A growing number of barbers are joining the swelling ranks of the self-employed (60% in the UK, according to a study by the National Hair & Beauty Federation) – be they shop owners, freelance barbers or chair-renters. And those solo operations are busy diversifying their income streams. Some are taking to education by offering digital masterclasses for specific styles, cuts or treatments. Others are going down the retail route, supplying specialist products to accompany their personal brand. Many big-name barbers are positioning themselves as all-round creatives, pivoting their services to film, TV and music productions for the higher prices they pay. And those with a big enough following have become brand partners with dominant companies in the sector.

A cut above

Tech, of course, is playing a huge role in making it easy to go it alone. There are several all-in-one platforms that link freelance barbers with customers. French app Wecasa, for example, hosts more than 5,000 skilled hair and beauty professionals. Texas-based ShearShare, which has listings in more than 850 cities, matches barbers with empty chairs in salons and barbershops. And New York-founded Squire is a software platform that allows barbers to handle bookings (including direct from Instagram), manage their inventories and take care of point of sale. With more than 2,000 partners in the US and UK, the company, founded by Dave Salvant and Songe LaRon in 2016, raised $59 million in 2020, tripling its valuation to $250 million.

Deals and wheels 

Mobile barbering's rise has also accelerated as a result of the pandemic.
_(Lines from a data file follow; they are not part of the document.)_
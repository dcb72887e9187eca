// SPDX-License-Identifier: MIT
// Copyright (c) 2026 Alfred Jean LLC

//! Configuration parsing and validation.
//!
//! Handles retext.toml parsing with version validation and unknown key warnings.

use std::collections::BTreeMap;
use std::path::Path;

use serde::Deserialize;

use crate::error::{Error, Result};
use crate::pattern::{MatchingOptions, RegexOptions};

/// Config file name looked up during discovery.
pub const CONFIG_FILE_NAME: &str = "retext.toml";

/// Minimum config structure for version checking.
#[derive(Deserialize)]
struct VersionOnly {
    version: Option<i64>,
}

/// Config with flexible parsing that captures unknown keys.
#[derive(Deserialize)]
struct FlexibleConfig {
    version: i64,

    #[serde(default)]
    walk: Option<toml::Value>,

    #[serde(default)]
    rule: Option<toml::Value>,

    #[serde(flatten)]
    unknown: BTreeMap<String, toml::Value>,
}

/// Full configuration.
#[derive(Debug, Default, Deserialize)]
pub struct Config {
    /// Config file version (must be 1).
    pub version: i64,

    /// Input discovery settings.
    #[serde(default)]
    pub walk: WalkConfig,

    /// Rewrite rules, applied in order.
    #[serde(default, rename = "rule")]
    pub rules: Vec<RuleConfig>,
}

/// Input discovery settings.
#[derive(Debug, Clone, Deserialize)]
pub struct WalkConfig {
    /// Maximum directory depth (default: 100).
    #[serde(default = "WalkConfig::default_max_depth")]
    pub max_depth: usize,

    /// Include hidden files and directories.
    #[serde(default)]
    pub hidden: bool,

    /// Respect .gitignore files (default: true).
    #[serde(default = "WalkConfig::default_git_ignore")]
    pub git_ignore: bool,

    /// Glob patterns to skip (e.g., "*.min.js", "vendor/**").
    #[serde(default)]
    pub exclude: Vec<String>,
}

impl Default for WalkConfig {
    fn default() -> Self {
        Self {
            max_depth: Self::default_max_depth(),
            hidden: false,
            git_ignore: Self::default_git_ignore(),
            exclude: Vec::new(),
        }
    }
}

impl WalkConfig {
    fn default_max_depth() -> usize {
        100
    }

    fn default_git_ignore() -> bool {
        true
    }
}

/// One `[[rule]]` entry.
#[derive(Debug, Clone, Default, Deserialize)]
pub struct RuleConfig {
    /// Rule name used in diagnostics.
    pub name: String,

    /// Regular expression to match.
    pub pattern: String,

    /// Replacement template (`{N}` inserts group N).
    #[serde(default)]
    pub replace: String,

    #[serde(default)]
    pub case_insensitive: bool,

    #[serde(default)]
    pub multi_line: bool,

    #[serde(default)]
    pub dot_matches_new_line: bool,

    #[serde(default)]
    pub ignore_whitespace: bool,

    /// Treat the pattern as a literal string.
    #[serde(default)]
    pub literal: bool,

    /// Only replace a contiguous run of matches from the start.
    #[serde(default)]
    pub anchored: bool,
}

impl RuleConfig {
    pub fn regex_options(&self) -> RegexOptions {
        RegexOptions {
            case_insensitive: self.case_insensitive,
            multi_line: self.multi_line,
            dot_matches_new_line: self.dot_matches_new_line,
            ignore_whitespace: self.ignore_whitespace,
            ignore_metacharacters: self.literal,
            ..RegexOptions::default()
        }
    }

    pub fn matching_options(&self) -> MatchingOptions {
        MatchingOptions {
            anchored: self.anchored,
        }
    }
}

/// Currently supported config version.
pub const SUPPORTED_VERSION: i64 = 1;

/// Known top-level keys in the config.
const KNOWN_KEYS: &[&str] = &["version", "walk", "rule"];

/// Known walk keys in the config.
const KNOWN_WALK_KEYS: &[&str] = &["max_depth", "hidden", "git_ignore", "exclude"];

/// Known rule keys in the config.
const KNOWN_RULE_KEYS: &[&str] = &[
    "name",
    "pattern",
    "replace",
    "case_insensitive",
    "multi_line",
    "dot_matches_new_line",
    "ignore_whitespace",
    "literal",
    "anchored",
];

/// Load config with warnings for unknown keys.
pub fn load_with_warnings(path: &Path) -> Result<Config> {
    let content = std::fs::read_to_string(path).map_err(|e| Error::Io {
        path: path.to_path_buf(),
        source: e,
    })?;

    parse_with_warnings(&content, path)
}

/// Parse config from string content (strict mode).
pub fn parse(content: &str, path: &Path) -> Result<Config> {
    // First check version
    let version_check: VersionOnly = toml::from_str(content).map_err(|e| config_error(e, path))?;

    let version = version_check.version.ok_or_else(|| Error::Config {
        message: "missing required field: version".to_string(),
        path: Some(path.to_path_buf()),
    })?;

    if version != SUPPORTED_VERSION {
        return Err(Error::Config {
            message: format!(
                "unsupported config version {} (supported: {})\n  Upgrade retext to use this config.",
                version, SUPPORTED_VERSION
            ),
            path: Some(path.to_path_buf()),
        });
    }

    // Parse full config
    toml::from_str(content).map_err(|e| config_error(e, path))
}

/// Parse config, warning on unknown keys.
pub fn parse_with_warnings(content: &str, path: &Path) -> Result<Config> {
    let config = parse(content, path)?;

    let flexible: FlexibleConfig = toml::from_str(content).map_err(|e| config_error(e, path))?;
    for key in unknown_keys(&flexible) {
        warn_unknown_key(path, &key);
    }

    Ok(config)
}

/// Dotted paths of every key the config does not recognize.
fn unknown_keys(flexible: &FlexibleConfig) -> Vec<String> {
    let mut unknown: Vec<String> = flexible
        .unknown
        .keys()
        .filter(|key| !KNOWN_KEYS.contains(&key.as_str()))
        .cloned()
        .collect();

    if let Some(toml::Value::Table(t)) = &flexible.walk {
        unknown.extend(
            t.keys()
                .filter(|key| !KNOWN_WALK_KEYS.contains(&key.as_str()))
                .map(|key| format!("walk.{}", key)),
        );
    }

    if let Some(toml::Value::Array(rules)) = &flexible.rule {
        for (i, rule) in rules.iter().enumerate() {
            if let toml::Value::Table(t) = rule {
                unknown.extend(
                    t.keys()
                        .filter(|key| !KNOWN_RULE_KEYS.contains(&key.as_str()))
                        .map(|key| format!("rule[{}].{}", i, key)),
                );
            }
        }
    }

    unknown
}

fn config_error(e: toml::de::Error, path: &Path) -> Error {
    Error::Config {
        message: e.to_string(),
        path: Some(path.to_path_buf()),
    }
}

fn warn_unknown_key(path: &Path, key: &str) {
    tracing::debug!("unknown config key {} in {}", key, path.display());
    eprintln!(
        "retext: warning: {}: unrecognized field `{}` (ignored)",
        path.display(),
        key
    );
}

#[cfg(test)]
#[path = "mod_tests.rs"]
mod tests;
TRIM-IT, based in London, operates as a franchise, with barbers paying a monthly subscription fee and a percentage of their commission to get access to one of TRIM-IT's kitted-out salons on wheels. Last year the business raised $1.1 million to scale up.

A little something extra 

And then there are the bricks-and-mortar shops innovating when it comes to additional services. Cuts & Creps, based in Bristol, UK, offers a sneaker-cleaning service as well as buying and selling sought-after sneakers. Also in the UK is Cornwall-based 1981, the country's first zero-waste barbershop. Its energy comes entirely from green sources, with its hair clippings being used in booms that help to clean up oil spills.